Según declaró el gobierno de Pekín, los usuarios de microblogs deberán, en el plazo de tres meses, registrarse con su nombre real. Este tipo de servicios mantiene más de 300 millones de cuentas abiertas en China, posicionándolo por encima de EEUU. Este sistema, también denominado nanoblogs, se ha puesto muy de moda en el mundo, sobre todo gracias al portal Twitter, donde los usuarios pueden compartir vivencias y difundir distintas informaciones.
En el país asiático, Twitter está prohibido para evitar la difusión de noticias no controladas por el partido comunista. En su lugar, encontramos varias opciones de origen local como ‘Weibo’, que permite seguir a otros usuarios y escribir mensajes de una longitud de 140 caracteres chinos entre otras funciones.

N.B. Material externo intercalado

use std::{fmt, str::FromStr};

use serde::{Deserialize, Serialize};

/// A category label chosen by the human reviewer for a requirement.
///
/// The labels are wire values shared with the classification backend, so
/// their spellings are kept exactly as the backend expects them.
#[derive(Debug, Clone, Copy, PartialEq, Eq, Hash, Default, Serialize, Deserialize)]
#[serde(into = "&'static str", try_from = "String")]
pub enum Classification {
    /// No classification chosen yet.
    #[default]
    Unclassified,
    /// A functional requirement.
    Functional,
    /// Non-functional: security.
    Security,
    /// Non-functional: availability.
    Availability,
    /// Non-functional: legal.
    Legal,
    /// Non-functional: look and feel.
    LookAndFeel,
    /// Non-functional: maintainability.
    Maintainability,
    /// Non-functional: operational.
    Operational,
    /// Non-functional: performance.
    Performance,
    /// Non-functional: scalability.
    Scalability,
    /// Non-functional: usability.
    Usability,
    /// Non-functional: fault tolerance.
    FaultTolerance,
    /// Non-functional: portability.
    Portability,
    /// The sentence is not a requirement of the system under review.
    OutOfScope,
}

impl Classification {
    /// Every label, in the order the selection control lists them.
    pub const ALL: [Self; 14] = [
        Self::Unclassified,
        Self::Functional,
        Self::Security,
        Self::Availability,
        Self::Legal,
        Self::LookAndFeel,
        Self::Maintainability,
        Self::Operational,
        Self::Performance,
        Self::Scalability,
        Self::Usability,
        Self::FaultTolerance,
        Self::Portability,
        Self::OutOfScope,
    ];

    /// The neutral label shown before the reviewer makes a choice.
    pub const PLACEHOLDER: Self = Self::Unclassified;

    /// Returns the label as displayed and exchanged with the backend.
    #[must_use]
    pub const fn label(self) -> &'static str {
        match self {
            Self::Unclassified => "---",
            Self::Functional => "Functional",
            Self::Security => "NF - Security",
            Self::Availability => "NF - Availability",
            Self::Legal => "NF - Legal",
            Self::LookAndFeel => "NF - Look and Feel",
            Self::Maintainability => "NF - Maintenability",
            Self::Operational => "NF - Operacional",
            Self::Performance => "NF - Performance",
            Self::Scalability => "NF - Scalability",
            Self::Usability => "NF - Usability",
            Self::FaultTolerance => "NF - Fault Tolerance",
            Self::Portability => "NF - Portability",
            Self::OutOfScope => "Out of Scope",
        }
    }

    /// Returns `true` for the placeholder label.
    #[must_use]
    pub const fn is_placeholder(self) -> bool {
        matches!(self, Self::Unclassified)
    }

    /// The label as stored by the persistence layer.
    ///
    /// The placeholder is stored as an empty string.
    #[must_use]
    pub const fn persisted_label(self) -> &'static str {
        if self.is_placeholder() {
            ""
        } else {
            self.label()
        }
    }
}

impl fmt::Display for Classification {
    fn fmt(&self, f: &mut fmt::Formatter<'_>) -> fmt::Result {
        f.write_str(self.label())
    }
}

/// Error returned when a string is not one of the known labels.
#[derive(Debug, Clone, PartialEq, Eq, thiserror::Error)]
#[error("unknown classification label: '{0}'")]
pub struct UnknownClassification(pub String);

impl FromStr for Classification {
    type Err = UnknownClassification;

    fn from_str(s: &str) -> Result<Self, Self::Err> {
        Self::ALL
            .into_iter()
            .find(|classification| classification.label() == s)
            .ok_or_else(|| UnknownClassification(s.to_string()))
    }
}

impl TryFrom<String> for Classification {
    type Error = UnknownClassification;

    fn try_from(value: String) -> Result<Self, Self::Error> {
        value.parse()
    }
}

impl From<Classification> for &'static str {
    fn from(classification: Classification) -> Self {
        classification.label()
    }
}

#[cfg(test)]
mod tests {
    use test_case::test_case;

    use super::*;

    #[test]
    fn fourteen_labels_starting_with_placeholder() {
        assert_eq!(Classification::ALL.len(), 14);
        assert_eq!(Classification::ALL[0], Classification::PLACEHOLDER);
        assert_eq!(Classification::ALL[13], Classification::OutOfScope);
    }

    #[test]
    fn default_is_placeholder() {
        assert!(Classification::default().is_placeholder());
    }

    #[test_case("---", Classification::Unclassified)]
    #[test_case("Functional", Classification::Functional)]
    #[test_case("NF - Maintenability", Classification::Maintainability)]
    #[test_case("NF - Operacional", Classification::Operational)]
    #[test_case("Out of Scope", Classification::OutOfScope)]
    fn parses_wire_label(label: &str, expected: Classification) {
        assert_eq!(label.parse::<Classification>().unwrap(), expected);
        assert_eq!(expected.to_string(), label);
    }

    #[test]
    fn parsing_is_exact() {
        let error = "functional".parse::<Classification>().unwrap_err();
        assert_eq!(error, UnknownClassification("functional".to_string()));
    }

    #[test]
    fn placeholder_is_persisted_as_empty() {
        assert_eq!(Classification::Unclassified.persisted_label(), "");
        assert_eq!(Classification::Legal.persisted_label(), "NF - Legal");
    }

    #[test]
    fn serializes_as_label() {
        let json = serde_json::to_string(&Classification::LookAndFeel).unwrap();
        assert_eq!(json, "\"NF - Look and Feel\"");
        let back: Classification = serde_json::from_str(&json).unwrap();
        assert_eq!(back, Classification::LookAndFeel);
    }
}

Además de estar limitadas las temáticas en la plataforma, los mensajes sufren ‘tijeretazos’ por parte del aparato censor del gobierno central. Pese a ello, los internautas inventan formas creativas para tratar las materias tabús como los derechos humanos o criticar al partido.
LOS MICROBLOGS, UN ENEMIGO DE LA CENSURA
El gran éxito obtenido en este campo, entre los más de 480 millones de internautas chinos, se traduce en la imposiblidad por parte de las herramientas de control del partido que se ven desbordadas por millones de mensajes diarios.
Por este motivo, las autoridades han decretado que se exigirá la suscripción a los "departamentos responsables para contenido de internet" con los nombres reales a particulares y empresas en el plazo de tres meses. De no cumplirse, se tomarán medidas legales contra los infractores.
El objetivo de este tipo de medidas, según un portavoz del gobierno de Xinhua, es proteger los intereses de los internautas y mejorar la credibilidad en la web. Además, aseguró que las nuevas normas no solo no afectarían a los microblogs, sino que mejorarían este tipo de sitios webs tan criticados por el Gobierno chino que los considera llenos de rumores y mentiras.